Before she died, Mom declared that Dad's big red chair should stay with the house. It is a nice chair, and I'm sure other relatives would have liked it, but Mom was adamant. I'm not especially fond of the chair and don't usually sit in it, but okay. Other people in my family do enjoy having a nice recliner and it is probably the nicest piece of furniture we've ever owned.
Still, every time I happen to sit down in it, I think, "I really don't like this chair." It tips into recline so easily that you can't really just sit unless you perch on the very edge. It smells mildewy. It reminds me of my parents' decline. But now I find I need to officially apologize to the red chair for every ugly thing I've ever said or thought about it, and apologize to Mom for not being as grateful as I should have been for her gift of the red chair. Because over the last week, the red chair and I have come to a new understanding.
Last week I got short of breath and my chest hurt. I went to my doctor, found out my heart and lungs were okay, and came home with a diagnosis of pleurisy and some steroids to reduce the inflammation. My chest hurt too much to lie down in bed, so I slept in the red chair for the day and half of the night. The pain went away, but my energy never returned and I spent even more time in the red chair.
This week the pain returned, even worse, so that I couldn't wait for my doctor's appointment.
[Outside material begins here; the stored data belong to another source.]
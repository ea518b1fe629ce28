use std::sync::{Arc, Mutex};

use tracing::{info, warn};

use super::domain::{Listing, ListingId};
use super::filter::{filter_listings, FilterCriteria};
use super::repository::{RecordStore, RecordStoreError, SessionStore};
use super::selection::SelectionTracker;
use super::store::ListingStore;
use super::submission::{assemble, merge, ListingForm, ListingPatch, ValidationError};
use super::uploads::{AssetFile, UploadPipeline};

/// Composes the listing store, filter engine, selection tracker, upload
/// pipeline, and the external collaborators. The store is only mutated
/// after the record store confirms the matching operation.
pub struct CatalogService<R> {
    records: Arc<R>,
    session: Arc<dyn SessionStore>,
    pipeline: UploadPipeline,
    store: Mutex<ListingStore>,
    favorites: Mutex<SelectionTracker>,
}

impl<R> CatalogService<R>
where
    R: RecordStore + 'static,
{
    pub fn new(records: Arc<R>, session: Arc<dyn SessionStore>, pipeline: UploadPipeline) -> Self {
        Self {
            records,
            session,
            pipeline,
            store: Mutex::new(ListingStore::new()),
            favorites: Mutex::new(SelectionTracker::new()),
        }
    }

    /// Fetches the full catalog into the in-memory store. A failed fetch
    /// leaves an empty catalog behind and surfaces a retrievable error
    /// state; callers present it as a dismissible notice, not a crash.
    pub async fn load_catalog(&self) -> Result<usize, CatalogError> {
        match self.records.query_all().await {
            Ok(listings) => {
                let count = listings.len();
                self.store
                    .lock()
                    .expect("listing store mutex poisoned")
                    .replace_all(listings);
                info!(count, "catalog loaded");
                Ok(count)
            }
            Err(err) => {
                self.store
                    .lock()
                    .expect("listing store mutex poisoned")
                    .replace_all(Vec::new());
                warn!(error = %err, "catalog fetch failed; presenting empty catalog");
                Err(CatalogError::Retrieval(err.to_string()))
            }
        }
    }

    /// Snapshot of the store filtered by `criteria`, in store order.
    pub fn visible(&self, criteria: &FilterCriteria) -> Vec<Listing> {
        let store = self.store.lock().expect("listing store mutex poisoned");
        filter_listings(store.all(), criteria)
            .into_iter()
            .cloned()
            .collect()
    }

    pub fn catalog_size(&self) -> usize {
        self.store
            .lock()
            .expect("listing store mutex poisoned")
            .len()
    }

    pub fn get(&self, id: &ListingId) -> Option<Listing> {
        self.store
            .lock()
            .expect("listing store mutex poisoned")
            .get(id)
            .cloned()
    }

    /// Flips the favorite mark for `id`; the id need not be visible or
    /// even loaded. Returns true when now marked.
    pub fn toggle_favorite(&self, id: &ListingId) -> bool {
        self.favorites
            .lock()
            .expect("favorites mutex poisoned")
            .toggle(id)
    }

    pub fn favorites(&self) -> Vec<ListingId> {
        self.favorites
            .lock()
            .expect("favorites mutex poisoned")
            .marked()
    }

    /// Uploads the asset batch (best effort), assembles the draft, and
    /// persists it. The listing only lands in the local store once the
    /// record store confirms the insert.
    pub async fn create_listing(
        &self,
        form: ListingForm,
        files: Vec<AssetFile>,
    ) -> Result<Listing, CatalogError> {
        let uploads = self.pipeline.upload_all(files).await;
        let draft = assemble(&form, &uploads)?;
        let listing = self.records.insert(draft).await?;

        self.store
            .lock()
            .expect("listing store mutex poisoned")
            .add(listing.clone());
        info!(id = %listing.id, "listing created");
        Ok(listing)
    }

    /// Re-validates the supplied fields over the stored record and
    /// persists the merged draft. A non-empty `files` batch replaces the
    /// image sequence.
    pub async fn edit_listing(
        &self,
        id: &ListingId,
        patch: ListingPatch,
        files: Vec<AssetFile>,
    ) -> Result<Listing, CatalogError> {
        let existing = self
            .records
            .fetch(id)
            .await?
            .ok_or(RecordStoreError::NotFound)?;

        let uploads = if files.is_empty() {
            None
        } else {
            Some(self.pipeline.upload_all(files).await)
        };
        let draft = merge(&existing, &patch, uploads.as_deref())?;

        self.records.update(id, draft.clone()).await?;

        let updated = Listing {
            id: id.clone(),
            created_at: existing.created_at,
            draft,
        };
        self.store
            .lock()
            .expect("listing store mutex poisoned")
            .replace(updated.clone());
        info!(id = %id, "listing updated");
        Ok(updated)
    }

    /// Deletes from the record store first; the local row is removed only
    /// after the external delete succeeds.
    pub async fn delete_listing(&self, id: &ListingId) -> Result<(), CatalogError> {
        self.records.delete(id).await?;
        self.store
            .lock()
            .expect("listing store mutex poisoned")
            .remove(id);
        info!(id = %id, "listing deleted");
        Ok(())
    }

    /// Listings scoped to the signed-in agent. No session record means
    /// nothing to scope: an empty list, not an error.
    pub async fn my_listings(&self) -> Result<Vec<Listing>, CatalogError> {
        let Some(session) = self.session.get() else {
            return Ok(Vec::new());
        };
        let listings = self.records.query_by_agent_email(&session.email).await?;
        Ok(listings)
    }

    pub fn sign_out(&self) {
        self.session.clear();
    }
}

/// Failure taxonomy for catalog operations. Validation and persistence
/// failures abort the operation with no partial state change; retrieval
/// failures degrade to an empty catalog.
#[derive(Debug, thiserror::Error)]
pub enum CatalogError {
    #[error("catalog could not be loaded: {0}")]
    Retrieval(String),
    #[error(transparent)]
    Validation(#[from] ValidationError),
    #[error(transparent)]
    Records(#[from] RecordStoreError),
}
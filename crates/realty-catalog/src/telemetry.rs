use crate::config::TelemetryConfig;
use std::fmt;
use tracing_subscriber::filter::ParseError;
use tracing_subscriber::EnvFilter;

#[derive(Debug)]
pub enum TelemetryError {
    EnvFilter { value: String, source: ParseError },
    Subscriber(Box<dyn std::error::Error + Send + Sync>),
}

impl fmt::Display for TelemetryError {
    fn fmt(&self, f: &mut fmt::Formatter<'_>) -> fmt::Result {
        match self {
            TelemetryError::EnvFilter { value, .. } => {
                write!(f, "invalid log level/filter '{value}'")
            }
            TelemetryError::Subscriber(err) => write!(f, "telemetry error: {err}"),
        }
    }
}

impl std::error::Error for TelemetryError {
    fn source(&self) -> Option<&(dyn std::error::Error + 'static)> {
        match self {
            TelemetryError::EnvFilter { source, .. } => Some(source),
            TelemetryError::Subscriber(err) => Some(&**err),
        }
    }
}

/// Install the process-wide subscriber. RUST_LOG wins over the configured
/// level when both are present.
pub fn init(config: &TelemetryConfig) -> Result<(), TelemetryError> {
    let env_filter = match EnvFilter::try_from_default_env() {
        Ok(filter) => filter,
        Err(_) => {
            EnvFilter::try_new(&config.log_level).map_err(|source| TelemetryError::EnvFilter {
                value: config.log_level.clone(),
                source,
            })?
        }
    };

    tracing_subscriber::fmt()
        .with_env_filter(env_filter)
        .with_target(false)
        .compact()
        .with_ansi(false)
        .try_init()
        .map_err(TelemetryError::Subscriber)
}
Dave took me into the emergency clinic, where we found again that my heart was okay, but there was pleural effusion, fluid in between the lining of the lungs and the chest cavity. Ew. And ouch. After a bag of IV fluids, Dave took me home with more antibiotics and a bottle of vicodin.
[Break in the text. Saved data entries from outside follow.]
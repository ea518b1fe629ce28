use serde::Deserialize;

use super::domain::{Agent, Listing, ListingDraft, ListingStatus, PropertyType, UnknownVariant};
use super::uploads::StoredAsset;

/// Raw submission fields exactly as the listing form posts them. All text;
/// coercion and validation happen in [`assemble`].
#[derive(Debug, Clone, Default, Deserialize)]
pub struct ListingForm {
    #[serde(default)]
    pub title: String,
    #[serde(default)]
    pub description: String,
    #[serde(default)]
    pub location: String,
    #[serde(default)]
    pub price: String,
    #[serde(default)]
    pub bedrooms: String,
    #[serde(default)]
    pub bathrooms: String,
    #[serde(default)]
    pub area: String,
    #[serde(default, rename = "type")]
    pub property_type: String,
    #[serde(default)]
    pub status: String,
    #[serde(default)]
    pub year_built: String,
    #[serde(default)]
    pub features: String,
    #[serde(default)]
    pub agent_name: String,
    #[serde(default)]
    pub agent_phone: String,
    #[serde(default)]
    pub agent_email: String,
    #[serde(default)]
    pub agent_rating: String,
}

/// Partial re-submission for the edit flow: only the supplied fields are
/// re-validated and merged over the stored record.
#[derive(Debug, Clone, Default, Deserialize)]
pub struct ListingPatch {
    pub title: Option<String>,
    pub description: Option<String>,
    pub location: Option<String>,
    pub price: Option<String>,
    pub bedrooms: Option<String>,
    pub bathrooms: Option<String>,
    pub area: Option<String>,
    #[serde(rename = "type")]
    pub property_type: Option<String>,
    pub status: Option<String>,
    pub year_built: Option<String>,
    pub features: Option<String>,
    pub agent_name: Option<String>,
    pub agent_phone: Option<String>,
    pub agent_email: Option<String>,
    pub agent_rating: Option<String>,
}

/// A malformed field blocks the submission and names itself; nothing is
/// silently coerced to zero.
#[derive(Debug, thiserror::Error)]
pub enum ValidationError {
    #[error("field '{field}' is required")]
    MissingField { field: &'static str },
    #[error("field '{field}' must be a whole number, got '{value}'")]
    InvalidNumber { field: &'static str, value: String },
    #[error("field '{field}' must be a positive number, got '{value}'")]
    NotPositive { field: &'static str, value: String },
    #[error("field '{field}' must be a decimal number, got '{value}'")]
    InvalidDecimal { field: &'static str, value: String },
    #[error("field '{field}': {source}")]
    UnknownValue {
        field: &'static str,
        source: UnknownVariant,
    },
}

/// Builds a normalized draft from raw form fields plus the upload
/// pipeline's output. Never invents server-managed fields; the record
/// store assigns those at insert time.
pub fn assemble(form: &ListingForm, uploads: &[StoredAsset]) -> Result<ListingDraft, ValidationError> {
    let title = required_text("title", &form.title)?;
    let location = required_text("location", &form.location)?;

    let property_type = PropertyType::parse(&form.property_type)
        .map_err(|source| unknown_value("type", &form.property_type, source))?;
    let status = ListingStatus::parse(&form.status)
        .map_err(|source| unknown_value("status", &form.status, source))?;

    let price = parse_required_u64("price", &form.price)?;
    let bedrooms = parse_count("bedrooms", &form.bedrooms)?;
    let bathrooms = parse_count("bathrooms", &form.bathrooms)?;
    let area = parse_count("area", &form.area)?;
    let year_built = parse_year_built(&form.year_built)?;
    let rating = parse_optional_f32("agent_rating", &form.agent_rating)?;

    let images: Vec<String> = uploads
        .iter()
        .map(|asset| asset.public_url.clone())
        .collect();
    let image = images.first().cloned().unwrap_or_default();

    Ok(ListingDraft {
        title,
        description: form.description.trim().to_string(),
        location,
        price,
        property_type,
        status,
        bedrooms,
        bathrooms,
        area,
        year_built,
        features: split_features(&form.features),
        image,
        images,
        agent: Agent {
            name: form.agent_name.trim().to_string(),
            phone: form.agent_phone.trim().to_string(),
            email: form.agent_email.trim().to_string(),
            rating,
        },
    })
}

/// Edit-flow counterpart of [`assemble`]: patch fields are validated with
/// the same rules and merged over `existing`. A fresh upload batch, when
/// provided, replaces the image sequence; otherwise images are untouched.
pub fn merge(
    existing: &Listing,
    patch: &ListingPatch,
    uploads: Option<&[StoredAsset]>,
) -> Result<ListingDraft, ValidationError> {
    let mut draft = existing.draft.clone();

    if let Some(title) = &patch.title {
        draft.title = required_text("title", title)?;
    }
    if let Some(description) = &patch.description {
        draft.description = description.trim().to_string();
    }
    if let Some(location) = &patch.location {
        draft.location = required_text("location", location)?;
    }
    if let Some(price) = &patch.price {
        draft.price = parse_required_u64("price", price)?;
    }
    if let Some(bedrooms) = &patch.bedrooms {
        draft.bedrooms = parse_count("bedrooms", bedrooms)?;
    }
    if let Some(bathrooms) = &patch.bathrooms {
        draft.bathrooms = parse_count("bathrooms", bathrooms)?;
    }
    if let Some(area) = &patch.area {
        draft.area = parse_count("area", area)?;
    }
    if let Some(property_type) = &patch.property_type {
        draft.property_type = PropertyType::parse(property_type)
            .map_err(|source| unknown_value("type", property_type, source))?;
    }
    if let Some(status) = &patch.status {
        draft.status = ListingStatus::parse(status)
            .map_err(|source| unknown_value("status", status, source))?;
    }
    if let Some(year_built) = &patch.year_built {
        draft.year_built = parse_year_built(year_built)?;
    }
    if let Some(features) = &patch.features {
        draft.features = split_features(features);
    }
    if let Some(name) = &patch.agent_name {
        draft.agent.name = name.trim().to_string();
    }
    if let Some(phone) = &patch.agent_phone {
        draft.agent.phone = phone.trim().to_string();
    }
    if let Some(email) = &patch.agent_email {
        draft.agent.email = email.trim().to_string();
    }
    if let Some(rating) = &patch.agent_rating {
        draft.agent.rating = parse_optional_f32("agent_rating", rating)?;
    }

    if let Some(uploads) = uploads {
        draft.images = uploads
            .iter()
            .map(|asset| asset.public_url.clone())
            .collect();
        draft.image = draft.images.first().cloned().unwrap_or_default();
    }

    Ok(draft)
}

/// Splits the comma-separated feature text into trimmed, ordered labels.
/// Empty input yields an empty sequence, never one empty label; duplicate
/// labels survive since display order is significant.
pub fn split_features(raw: &str) -> Vec<String> {
    raw.split(',')
        .map(str::trim)
        .filter(|label| !label.is_empty())
        .map(str::to_string)
        .collect()
}

fn required_text(field: &'static str, raw: &str) -> Result<String, ValidationError> {
    let trimmed = raw.trim();
    if trimmed.is_empty() {
        Err(ValidationError::MissingField { field })
    } else {
        Ok(trimmed.to_string())
    }
}

fn unknown_value(field: &'static str, raw: &str, source: UnknownVariant) -> ValidationError {
    if raw.trim().is_empty() {
        ValidationError::MissingField { field }
    } else {
        ValidationError::UnknownValue { field, source }
    }
}

fn parse_required_u64(field: &'static str, raw: &str) -> Result<u64, ValidationError> {
    let trimmed = raw.trim();
    if trimmed.is_empty() {
        return Err(ValidationError::MissingField { field });
    }
    trimmed.parse().map_err(|_| ValidationError::InvalidNumber {
        field,
        value: raw.to_string(),
    })
}

/// Counts (bedrooms, bathrooms, area) may be omitted, which means zero;
/// anything present must parse.
fn parse_count(field: &'static str, raw: &str) -> Result<u32, ValidationError> {
    let trimmed = raw.trim();
    if trimmed.is_empty() {
        return Ok(0);
    }
    trimmed.parse().map_err(|_| ValidationError::InvalidNumber {
        field,
        value: raw.to_string(),
    })
}

fn parse_year_built(raw: &str) -> Result<Option<u32>, ValidationError> {
    let trimmed = raw.trim();
    if trimmed.is_empty() {
        return Ok(None);
    }
    let year: u32 = trimmed.parse().map_err(|_| ValidationError::InvalidNumber {
        field: "year_built",
        value: raw.to_string(),
    })?;
    if year == 0 {
        return Err(ValidationError::NotPositive {
            field: "year_built",
            value: raw.to_string(),
        });
    }
    Ok(Some(year))
}

fn parse_optional_f32(field: &'static str, raw: &str) -> Result<Option<f32>, ValidationError> {
    let trimmed = raw.trim();
    if trimmed.is_empty() {
        return Ok(None);
    }
    trimmed
        .parse()
        .map(Some)
        .map_err(|_| ValidationError::InvalidDecimal {
            field,
            value: raw.to_string(),
        })
}

#[cfg(test)]
mod tests {
    use super::*;

    fn valid_form() -> ListingForm {
        ListingForm {
            title: "Lekki duplex".to_string(),
            description: "Bright and airy.".to_string(),
            location: "Lagos".to_string(),
            price: "40000000".to_string(),
            bedrooms: "3".to_string(),
            bathrooms: "2".to_string(),
            area: "2400".to_string(),
            property_type: "house".to_string(),
            status: "For Sale".to_string(),
            year_built: "2019".to_string(),
            features: " garage ,pool, garage ".to_string(),
            agent_name: "A. Ramos".to_string(),
            agent_phone: "+234 800 123 4567".to_string(),
            agent_email: "agent@ramosrealty.ng".to_string(),
            agent_rating: "4.5".to_string(),
        }
    }

    fn uploads() -> Vec<StoredAsset> {
        vec![
            StoredAsset {
                source_file_name: "front.jpg".to_string(),
                public_url: "https://cdn.example/front.jpg".to_string(),
            },
            StoredAsset {
                source_file_name: "yard.jpg".to_string(),
                public_url: "https://cdn.example/yard.jpg".to_string(),
            },
        ]
    }

    #[test]
    fn assembles_a_complete_draft() {
        let draft = assemble(&valid_form(), &uploads()).expect("valid form assembles");

        assert_eq!(draft.price, 40_000_000);
        assert_eq!(draft.property_type, PropertyType::House);
        assert_eq!(draft.status, ListingStatus::Sale);
        assert_eq!(draft.year_built, Some(2019));
        // Trimmed, ordered, duplicates kept.
        assert_eq!(draft.features, vec!["garage", "pool", "garage"]);
        assert_eq!(draft.image, "https://cdn.example/front.jpg");
        assert_eq!(draft.images.len(), 2);
        assert_eq!(draft.agent.rating, Some(4.5));
    }

    #[test]
    fn primary_image_tracks_the_first_upload() {
        let draft = assemble(&valid_form(), &uploads()).expect("assembles");
        assert_eq!(draft.image, draft.images[0]);

        let bare = assemble(&valid_form(), &[]).expect("assembles without images");
        assert_eq!(bare.image, "");
        assert!(bare.images.is_empty());
    }

    #[test]
    fn malformed_price_blocks_the_submission() {
        let mut form = valid_form();
        form.price = "forty million".to_string();
        let err = assemble(&form, &[]).expect_err("price must parse");
        assert!(matches!(
            err,
            ValidationError::InvalidNumber { field: "price", .. }
        ));
    }

    #[test]
    fn empty_counts_default_to_zero_but_garbage_fails() {
        let mut form = valid_form();
        form.bedrooms = String::new();
        form.bathrooms = "  ".to_string();
        let draft = assemble(&form, &[]).expect("empty counts allowed");
        assert_eq!(draft.bedrooms, 0);
        assert_eq!(draft.bathrooms, 0);

        form.area = "big".to_string();
        let err = assemble(&form, &[]).expect_err("area must parse");
        assert!(matches!(
            err,
            ValidationError::InvalidNumber { field: "area", .. }
        ));
    }

    #[test]
    fn empty_features_yield_an_empty_sequence() {
        assert!(split_features("").is_empty());
        assert!(split_features("  ,  , ").is_empty());
        assert_eq!(split_features("pool"), vec!["pool"]);
    }

    #[test]
    fn absent_rating_is_explicitly_unset() {
        let mut form = valid_form();
        form.agent_rating = String::new();
        let draft = assemble(&form, &[]).expect("assembles");
        assert_eq!(draft.agent.rating, None);
    }

    #[test]
    fn zero_year_built_is_rejected() {
        let mut form = valid_form();
        form.year_built = "0".to_string();
        let err = assemble(&form, &[]).expect_err("year 0 rejected");
        assert!(matches!(err, ValidationError::NotPositive { .. }));
    }

    #[test]
    fn unknown_type_names_the_field() {
        let mut form = valid_form();
        form.property_type = "castle".to_string();
        let err = assemble(&form, &[]).expect_err("unknown type rejected");
        assert!(err.to_string().contains("type"));
        assert!(err.to_string().contains("castle"));
    }

    #[test]
    fn merge_revalidates_only_supplied_fields() {
        let existing = Listing {
            id: super::super::domain::ListingId("lst-000001".to_string()),
            created_at: None,
            draft: assemble(&valid_form(), &uploads()).expect("assembles"),
        };

        let patch = ListingPatch {
            price: Some("45000000".to_string()),
            features: Some("pool".to_string()),
            ..ListingPatch::default()
        };
        let merged = merge(&existing, &patch, None).expect("patch merges");
        assert_eq!(merged.price, 45_000_000);
        assert_eq!(merged.features, vec!["pool"]);
        // Untouched fields carry over, including images.
        assert_eq!(merged.title, "Lekki duplex");
        assert_eq!(merged.images, existing.draft.images);

        let bad = ListingPatch {
            price: Some("lots".to_string()),
            ..ListingPatch::default()
        };
        assert!(merge(&existing, &bad, None).is_err());
    }

    #[test]
    fn merge_replaces_images_only_with_a_new_batch() {
        let existing = Listing {
            id: super::super::domain::ListingId("lst-000001".to_string()),
            created_at: None,
            draft: assemble(&valid_form(), &uploads()).expect("assembles"),
        };

        let fresh = vec![StoredAsset {
            source_file_name: "new.jpg".to_string(),
            public_url: "https://cdn.example/new.jpg".to_string(),
        }];
        let merged =
            merge(&existing, &ListingPatch::default(), Some(&fresh)).expect("merges");
        assert_eq!(merged.images, vec!["https://cdn.example/new.jpg"]);
        assert_eq!(merged.image, "https://cdn.example/new.jpg");
    }
}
Back to the red chair, where I have spent the past three days and nights. I still can't sleep in bed for any length of time, and the smallest exertion sends me back to the chair. Dave and the kids have once again stepped in to pick up the slack. Friends and family have brought meals. A small group from church brought food and circled around to read scripture and pray over me. All as I sit in the red chair. The kids observed, "You're like Grandma and Grandpa!" Oh boy. Pretty much, but I don't think we need to call hospice just yet.